Как устроено исследование?
Детали дизайна
- Основная цель: Уход
- Распределение: Нерандомизированный
- Интервенционная модель: Параллельное назначение
- Маскировка: Одинокий
Оружие и интервенции
Группа участников / Армия |
Вмешательство/лечение |
|---|---|
|
Активный компаратор: БАРИ
|
Изучить эффекты биологических препаратов у пациентов с РА.
Изучить эффекты тофацитиниба у пациентов с РА.
|
|
Активный компаратор: Био
|
Изучить эффекты тофацитиниба у пациентов с РА.
Изучить эффекты барицитиниба у пациентов с РА.
|
|
Активный компаратор: Тофа
|
Изучить эффекты биологических препаратов у пациентов с РА.
Изучить эффекты барицитиниба у пациентов с РА.
|
Что измеряет исследование?
Первичные показатели результатов
Мера результата |
Временное ограничение |
|---|---|
|
Оценка активности заболевания у пациентов с ревматоидным артритом в течение 1 года, получавших барицитиниб (N=30), биологические препараты (N=30) или тофацитиниб (N=30). Кроме того, эффективность и побочные эффекты каждого препарата в течение 1 года у пациентов с РА.
Временное ограничение: Изменение по сравнению с исходными значениями DAS28-CRP через 1 год в каждой группе
|
Изменение по сравнению с исходными значениями DAS28-CRP через 1 год в каждой группе
|
Соавторы и исследователи
Здесь вы найдете людей и организации, участвующие в этом исследовании.
Спонсор
Даты записи исследования
Эти даты отслеживают ход отправки отчетов об исследованиях и сводных результатов на сайт ClinicalTrials.gov. Записи исследований и сообщаемые результаты проверяются Национальной медицинской библиотекой (NLM), чтобы убедиться, что они соответствуют определенным стандартам контроля качества, прежде чем публиковать их на общедоступном веб-сайте.
Изучение основных дат
Начало исследования (Действительный)
21 ноября 2018 г.
Первичное завершение (Ожидаемый)
20 ноября 2023 г.
Завершение исследования (Ожидаемый)
20 ноября 2025 г.
Даты регистрации исследования
Первый отправленный
21 ноября 2018 г.
Впервые представлено, что соответствует критериям контроля качества
23 ноября 2018 г.
Первый опубликованный (Действительный)
28 ноября 2018 г.
Обновления учебных записей
Последнее опубликованное обновление (Действительный)
21 сентября 2021 г.
Последнее отправленное обновление, отвечающее критериям контроля качества
20 сентября 2021 г.
Последняя проверка
1 сентября 2021 г.
Дополнительная информация
Термины, связанные с этим исследованием
Дополнительные соответствующие термины MeSH
- Заболевания иммунной системы
- Аутоиммунные заболевания
- Заболевания суставов
- Заболевания опорно-двигательного аппарата
- Ревматические заболевания
- Заболевания соединительной ткани
- Артрит
- Артрит, Ревматоидный
- Молекулярные механизмы фармакологического действия
- Ингибиторы ферментов
- Ингибиторы протеинкиназы
- Тофацитиниб
Другие идентификационные номера исследования
- BARI2018
Планирование данных отдельных участников (IPD)
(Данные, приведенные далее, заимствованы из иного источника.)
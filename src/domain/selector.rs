// Copyright (c) 2025 - Cowboy AI, Inc.
//! Label Selector Value Object
//!
//! A selector is either a bare key (`eda.nokia.com/macvrf201`), which tests for
//! the presence of a label, or `key=value`, which also compares the value.
//! The expression is split on the first `=` only, so values may contain `=`.
//!
//! # Invariants
//!
//! - Key and value are whitespace-trimmed
//! - An empty key never matches
//! - No wildcard or regular-expression matching

use std::collections::BTreeMap;
use std::fmt;

/// Parsed label selector
#[derive(Debug, Clone, PartialEq, Eq, Hash)]
pub struct Selector {
    key: String,
    value: Option<String>,
}

impl Selector {
    /// Parse a `key` or `key=value` expression
    pub fn parse(expression: &str) -> Self {
        match expression.split_once('=') {
            Some((key, value)) => Self {
                key: key.trim().to_string(),
                value: Some(value.trim().to_string()),
            },
            None => Self {
                key: expression.trim().to_string(),
                value: None,
            },
        }
    }

    pub fn key(&self) -> &str {
        &self.key
    }

    pub fn value(&self) -> Option<&str> {
        self.value.as_deref()
    }

    /// Test this selector against a label set
    pub fn matches(&self, labels: &BTreeMap<String, String>) -> bool {
        if self.key.is_empty() {
            return false;
        }
        match (labels.get(&self.key), &self.value) {
            (None, _) => false,
            (Some(_), None) => true,
            (Some(actual), Some(expected)) => actual == expected,
        }
    }
}

impl fmt::Display for Selector {
    fn fmt(&self, f: &mut fmt::Formatter<'_>) -> fmt::Result {
        match &self.value {
            Some(value) => write!(f, "{}={}", self.key, value),
            None => write!(f, "{}", self.key),
        }
    }
}

/// Evaluate a single selector expression against labels
pub fn matches(labels: &BTreeMap<String, String>, selector: &str) -> bool {
    Selector::parse(selector).matches(labels)
}

/// OR across selectors: any single match admits the label set
pub fn matches_any<S: AsRef<str>>(labels: &BTreeMap<String, String>, selectors: &[S]) -> bool {
    selectors
        .iter()
        .any(|selector| matches(labels, selector.as_ref()))
}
Планируете делиться данными об отдельных участниках (IPD)?
Нет
Информация о лекарствах и устройствах, исследовательские документы
Изучает лекарственный продукт, регулируемый FDA США.
Нет
Изучает продукт устройства, регулируемый Управлением по санитарному надзору за качеством пищевых продуктов и медикаментов США.
Нет
Эта информация была получена непосредственно с веб-сайта clinicaltrials.gov без каких-либо изменений. Если у вас есть запросы на изменение, удаление или обновление сведений об исследовании, обращайтесь по адресу register@clinicaltrials.gov. Как только изменение будет реализовано на clinicaltrials.gov, оно будет автоматически обновлено и на нашем веб-сайте. .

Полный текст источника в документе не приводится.